Ciò corrisponde, del resto, al compito che una forza che si richiama alla visione cristiana dell’uomo e della vita, deve assumere come prioritario, ponendo in essere percorsi che – anziché trattenere per sé gelosamente, in un’ottica di identità chiusa ed autoreferenziale, i valori che ci sono donati in uno con la fede – offrano un terreno di possibile convergenza anche a chi il dono della fede non l’ha ricevuto.
Dobbiamo, inoltre, chiederci come il nostro sistema politico-istituzionale, concepito in funzione di tematiche di ordine collettivo, possa meglio affrontare questioni talmente delicate che toccano la vita strettamente personale ed intima delle persone.
Si tratta di argomenti che vanno affidati piuttosto che ai governi ed alle maggioranze politiche che, di volta in volta, li sostengono, alla libera dialettica del Parlamento.
Anche in considerazione degli orientamenti differenti, talvolta francamente divergenti, delle opinioni in campo, ricomprendere gli indirizzi secondo cui affrontare le “questioni eticamente sensibili” in un accordo programmatico e di governo sarebbe un’impresa ardua e che, in determinate condizioni, costringerebbe a mettere in campo compromessi del tutto impropri.
Peraltro, come abbiamo già sperimentato in casi recenti, se nel governo pur permanessero opinioni discordanti, quando la discussione parlamentare arriva al dunque, finiscono per prevalere le ragioni di schieramento, cosicché si giunge a voti di fiducia che, in un modo o nell’altro, sacrificano posizioni di principio di per sé irrinunciabili.
Al contrario, affidate al confronto parlamentare le “questioni eticamente sensibili” possono essere affrontate, consentendo a ciascuna forza di concorrervi nelle pienezza della propria connotazione culturale, favorendo, altresì, secondo percorsi da definire, il coinvolgimento diretto dei vari “corpi intermedi” che esprimono l’orientamento degli ambiti sociali, culturali, professionali attivi nella società civile.
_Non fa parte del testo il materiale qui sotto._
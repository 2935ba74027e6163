//! Query evaluation kernel.
//!
//! This crate compiles a query tree into a tree of [`Blueprint`] plan
//! nodes, optimizes that tree (flattening, reordering, source-blender
//! hoisting, bit-vector fusion, termwise hoisting), and turns it into a
//! tree of [`SearchIterator`] doc-id cursors evaluated against posting
//! data.
//!
//! The life of a query:
//!
//! 1. build blueprints bottom-up through a [`Searchable`] factory,
//! 2. [`optimize`] the blueprint tree (two passes, children first),
//! 3. [`Blueprint::fetch_postings`] to hydrate posting lists,
//! 4. [`Blueprint::freeze`] to cache plan state,
//! 5. [`Blueprint::create_search`] to build the iterator tree,
//! 6. drive the iterators with `init_range` + `seek`/`unpack`.

pub mod and_not_search;
pub mod and_search;
pub mod bit_vector_iterator;
pub mod blueprint;
pub mod dot_product_blueprint;
pub mod dot_product_search;
pub mod empty_search;
pub mod execute_info;
pub mod fake;
pub mod full_search;
pub mod global_filter;
pub mod heap;
pub mod intermediate_blueprints;
pub mod iterator_pack;
pub mod leaf_blueprints;
pub mod multi_bit_vector_iterator;
pub mod multi_search;
pub mod near_search;
pub mod or_search;
pub mod planner;
pub mod rank_search;
pub mod search_iterator;
pub mod searchable;
pub mod simple_result;
pub mod source_blender;
pub mod termwise;
pub mod unpack;
pub mod weak_and;
pub mod weighted_set_term_blueprint;
pub mod weighted_set_term_search;

pub use blueprint::{optimize, plan_string, plan_value, Blueprint, FilterConstraint, HitEstimate, State};
pub use execute_info::ExecuteInfo;
pub use intermediate_blueprints::IntermediateBlueprint;
pub use planner::BlueprintBuilder;
pub use search_iterator::{SearchIterator, SearchIteratorBox};
pub use searchable::{RequestContext, Searchable};
pub use unpack::UnpackInfo;
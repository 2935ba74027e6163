//! Weighted-set iterator.
//!
//! Matches the union of its weighted term children; unpack appends one
//! occurrence per matching child to the output row, carrying the
//! child's set weight as element weight, ordered by descending weight.
//! Filter fields skip occurrence data and only stamp the doc id.

use std::marker::PhantomData;

use marlin_bitvec::BitVector;
use marlin_types::{DocId, Position, SharedMatchData, TermFieldHandle, Trinary};

use crate::heap::{HeapOps, LeftArrayHeap, LeftHeap};
use crate::iterator_pack::SearchIteratorPack;
use crate::search_iterator::{IteratorState, SearchIterator, SearchIteratorBox};

/// Output row of the weighted set: shared scratch plus row handle.
pub type OutputRow = (SharedMatchData, TermFieldHandle);

/// Build a weighted-set iterator over term children with set weights.
#[must_use]
pub fn create(
    children: Vec<SearchIteratorBox>,
    output: OutputRow,
    field_is_filter: bool,
    weights: Vec<i32>,
    child_match_data: SharedMatchData,
) -> SearchIteratorBox {
    assert_eq!(children.len(), weights.len());
    assert!(!children.is_empty());
    let pack = SearchIteratorPack::new(children, Vec::new(), child_match_data);
    if pack.len() < 128 {
        Box::new(WeightedSetTermSearch::<LeftArrayHeap>::new(
            output,
            field_is_filter,
            weights,
            pack,
        ))
    } else {
        Box::new(WeightedSetTermSearch::<LeftHeap>::new(
            output,
            field_is_filter,
            weights,
            pack,
        ))
    }
}

#[derive(Debug)]
struct WeightedSetTermSearch<H: HeapOps> {
    state: IteratorState,
    output: OutputRow,
    field_is_filter: bool,
    weights: Vec<i32>,
    term_pos: Vec<DocId>,
    refs: Vec<u32>,
    /// Number of refs inside the heap; popped refs park at
    /// `refs[stash..]`.
    stash: usize,
    children: SearchIteratorPack,
    _heap: PhantomData<H>,
}

impl<H: HeapOps> WeightedSetTermSearch<H> {
    fn new(
        output: OutputRow,
        field_is_filter: bool,
        weights: Vec<i32>,
        children: SearchIteratorPack,
    ) -> Self {
        let n = weights.len();
        {
            let (md, handle) = &output;
            let mut md = md.borrow_mut();
            let row = md.term_field_mut(*handle);
            if !field_is_filter && !row.is_not_needed() {
                row.reserve_positions(n);
            }
        }
        Self {
            state: IteratorState::default(),
            output,
            field_is_filter,
            weights,
            term_pos: vec![0; n],
            refs: (0..n as u32).collect(),
            stash: 0,
            children,
            _heap: PhantomData,
        }
    }

    /// Pop every child positioned at `doc_id`; they end up parked at
    /// `refs[stash..]`.
    fn pop_matching_children(&mut self, doc_id: DocId) {
        while self.stash > 0 {
            let front = H::front(&self.refs[..self.stash]) as usize;
            if self.term_pos[front] != doc_id {
                break;
            }
            let term_pos = &self.term_pos;
            H::pop(&mut self.refs[..self.stash], &|a: u32, b: u32| {
                term_pos[a as usize] < term_pos[b as usize]
            });
            self.stash -= 1;
        }
    }
}

impl<H: HeapOps + std::fmt::Debug> SearchIterator for WeightedSetTermSearch<H> {
    fn state(&self) -> &IteratorState {
        &self.state
    }

    fn state_mut(&mut self) -> &mut IteratorState {
        &mut self.state
    }

    fn init_range(&mut self, begin_id: DocId, end_id: DocId) {
        self.state = IteratorState::for_range(begin_id, end_id);
        self.children.init_range(begin_id, end_id);
        for (slot, pos) in self.term_pos.iter_mut().enumerate() {
            *pos = self.children.get_docid(slot);
        }
        self.stash = 0;
        while self.stash < self.refs.len() {
            self.stash += 1;
            let term_pos = &self.term_pos;
            H::push(&mut self.refs[..self.stash], &|a: u32, b: u32| {
                term_pos[a as usize] < term_pos[b as usize]
            });
        }
    }

    fn do_seek(&mut self, doc_id: DocId) {
        while self.stash < self.refs.len() {
            let child = self.refs[self.stash] as usize;
            self.term_pos[child] = self.children.seek(child, doc_id);
            self.stash += 1;
            let term_pos = &self.term_pos;
            H::push(&mut self.refs[..self.stash], &|a: u32, b: u32| {
                term_pos[a as usize] < term_pos[b as usize]
            });
        }
        loop {
            let front = H::front(&self.refs[..self.stash]) as usize;
            if self.term_pos[front] >= doc_id {
                break;
            }
            self.term_pos[front] = self.children.seek(front, doc_id);
            let term_pos = &self.term_pos;
            H::adjust(&mut self.refs[..self.stash], &|a: u32, b: u32| {
                term_pos[a as usize] < term_pos[b as usize]
            });
        }
        let front = H::front(&self.refs[..self.stash]) as usize;
        self.state.set_doc_id(self.term_pos[front]);
    }

    fn do_unpack(&mut self, doc_id: DocId) {
        let needed = {
            let (md, handle) = &self.output;
            !self.field_is_filter && !md.borrow().term_field(*handle).is_not_needed()
        };
        if needed {
            self.pop_matching_children(doc_id);
            let weights = &self.weights;
            self.refs[self.stash..]
                .sort_by(|&a, &b| weights[b as usize].cmp(&weights[a as usize]));
            let (md, handle) = &self.output;
            let mut md = md.borrow_mut();
            let row = md.term_field_mut(*handle);
            row.reset(doc_id);
            for &child in &self.refs[self.stash..] {
                row.append_position(Position::with_element_weight(
                    self.weights[child as usize],
                ));
            }
        } else {
            let (md, handle) = &self.output;
            md.borrow_mut()
                .term_field_mut(*handle)
                .reset_only_doc_id(doc_id);
        }
    }

    fn is_strict(&self) -> Trinary {
        Trinary::True
    }

    fn get_hits(&mut self, begin_id: DocId) -> BitVector {
        self.children.get_hits(begin_id, self.state.end_id())
    }

    fn and_hits_into(&mut self, result: &mut BitVector, begin_id: DocId) {
        let hits = self.get_hits(begin_id);
        result.and_with(&hits);
    }

    fn or_hits_into(&mut self, result: &mut BitVector, begin_id: DocId) {
        self.children.or_hits_into(result, begin_id);
    }

    fn name(&self) -> &'static str {
        "WeightedSetTermSearch"
    }
}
In altri termini, la stessa rappresentanza parlamentare deve affrontare temi talmente particolari e dirimenti per la vita personale di ciascuno con un atteggiamento inedito ed inusuale di attenzione e di ascolto nei confronti della comunità nazionale complessivamente intesa.
Nel merito dei temi specifici, in questa fase ci limitiamo volutamente ad indicare solo due questioni prioritarie:
Una puntuale considerazione del tema del “fine vita”, guardando ad un grande impegno di iniziativa politica e di investimenti diretti a potenziare la rete delle cure palliative, contrastando ogni deriva eutanasia che non è affatto contemplata, come taluni vorrebbero far credere, dai recenti pronunciamento della Corte Costituzionale.
Una valutazione delle possibili azioni diretti a potenziare gli interventi di prevenzione dell’ interruzione volontaria della gravidanza, previsti dalla stessa prima parte della legge 194.